//! Configuration type definitions

use crate::current::CurrentLimitSpec;
use crate::motion::MotionProfile;

#[cfg(feature = "serde")]
use serde::{Deserialize, Serialize};

/// Highest SPI clock the TMC5130 accepts with its internal oscillator
pub const MAX_SPI_FREQUENCY_HZ: u32 = 4_000_000;

/// SPI link settings
#[derive(Debug, Clone, Copy, PartialEq, Eq)]
#[cfg_attr(feature = "defmt", derive(defmt::Format))]
#[cfg_attr(feature = "serde", derive(Serialize, Deserialize))]
#[cfg_attr(feature = "serde", serde(default, deny_unknown_fields))]
pub struct SpiSettings {
    /// Clock frequency in Hz
    pub frequency_hz: u32,
    /// SPI mode number (0-3); the TMC5130 uses mode 3
    pub mode: u8,
    /// Chip-select setup/hold delay in microseconds
    pub cs_setup_us: u32,
}

impl Default for SpiSettings {
    fn default() -> Self {
        Self {
            frequency_hz: MAX_SPI_FREQUENCY_HZ,
            mode: 3,
            cs_setup_us: 1,
        }
    }
}

/// Complete driver bring-up configuration
#[derive(Debug, Clone, Copy, PartialEq)]
#[cfg_attr(feature = "defmt", derive(defmt::Format))]
#[cfg_attr(feature = "serde", derive(Serialize, Deserialize))]
#[cfg_attr(feature = "serde", serde(default))]
pub struct DriverConfig {
    /// SPI link
    pub spi: SpiSettings,
    /// Initial motion profile shadow
    pub motion: MotionProfile,
    /// Current limits; `None` leaves IHOLD_IRUN at its reset value
    pub current: Option<CurrentLimitSpec>,
    /// Enable stealthChop (GCONF.en_pwm_mode)
    pub stealth_chop: bool,
    /// Invert motor direction (GCONF.shaft)
    pub reverse_direction: bool,
}

impl Default for DriverConfig {
    fn default() -> Self {
        Self {
            spi: SpiSettings::default(),
            motion: MotionProfile::default(),
            current: None,
            stealth_chop: true,
            reverse_direction: false,
        }
    }
}

/// Configuration validation errors
#[derive(Debug, Clone, Copy, PartialEq, Eq)]
#[cfg_attr(feature = "defmt", derive(defmt::Format))]
pub enum ConfigError {
    /// SPI mode is not 0-3
    InvalidSpiMode,
    /// SPI clock is zero or above the chip's limit
    InvalidSpiFrequency,
    /// Hold delay does not fit in 4 bits
    InvalidHoldDelay,
    /// Current is negative or not a number
    InvalidCurrent,
    /// VSTOP of zero never lets a position move finish
    ZeroStopVelocity,
    /// Jog cycle with no distance or no speed
    InvalidJogCycle,
}

impl DriverConfig {
    /// Check the configuration for values the chip cannot represent
    pub fn validate(&self) -> Result<(), ConfigError> {
        if self.spi.mode > 3 {
            return Err(ConfigError::InvalidSpiMode);
        }
        if self.spi.frequency_hz == 0 || self.spi.frequency_hz > MAX_SPI_FREQUENCY_HZ {
            return Err(ConfigError::InvalidSpiFrequency);
        }
        if let Some(current) = &self.current {
            if current.hold_delay > 15 {
                return Err(ConfigError::InvalidHoldDelay);
            }
            // `!(x >= 0.0)` also rejects NaN
            if !(current.hold_current_a >= 0.0) || !(current.run_current_a >= 0.0) {
                return Err(ConfigError::InvalidCurrent);
            }
        }
        if self.motion.vstop == 0 {
            return Err(ConfigError::ZeroStopVelocity);
        }
        Ok(())
    }
}

/// Back-and-forth jog run by the firmware after bring-up
#[derive(Debug, Clone, Copy, PartialEq, Eq)]
#[cfg_attr(feature = "defmt", derive(defmt::Format))]
#[cfg_attr(feature = "serde", derive(Serialize, Deserialize))]
#[cfg_attr(feature = "serde", serde(default, deny_unknown_fields))]
pub struct JogCycle {
    /// Microsteps per jog, the sign picks the first direction
    pub steps: i32,
    /// VMAX used for the jogs
    pub velocity: u32,
    /// Pause at each end in milliseconds
    pub dwell_ms: u32,
    /// Number of out-and-back runs, 0 repeats forever
    pub repeat: u16,
}

impl Default for JogCycle {
    fn default() -> Self {
        Self {
            steps: 51_200,
            velocity: 100_000,
            dwell_ms: 500,
            repeat: 0,
        }
    }
}

/// Everything the firmware reads from `machine.toml`
#[derive(Debug, Clone, Copy, PartialEq, Default)]
#[cfg_attr(feature = "defmt", derive(defmt::Format))]
pub struct MachineConfig {
    pub driver: DriverConfig,
    pub cycle: JogCycle,
}

impl MachineConfig {
    pub fn validate(&self) -> Result<(), ConfigError> {
        self.driver.validate()?;
        if self.cycle.steps == 0 || self.cycle.velocity == 0 {
            return Err(ConfigError::InvalidJogCycle);
        }
        Ok(())
    }
}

+ + + + +

• What you have to do: Only the lines above from the one with "motor direction (GCONF.shaft)" up to and including the one with "Configuration validation errors" should be repeated, exactly as written.

• Expected answer:
    /// Invert motor direction (GCONF.shaft)
    pub reverse_direction: bool,
}

impl Default for DriverConfig {
    fn default() -> Self {
        Self {
            spi: SpiSettings::default(),
            motion: MotionProfile::default(),
            current: None,
            stealth_chop: true,
            reverse_direction: false,
        }
    }
}

/// Configuration validation errors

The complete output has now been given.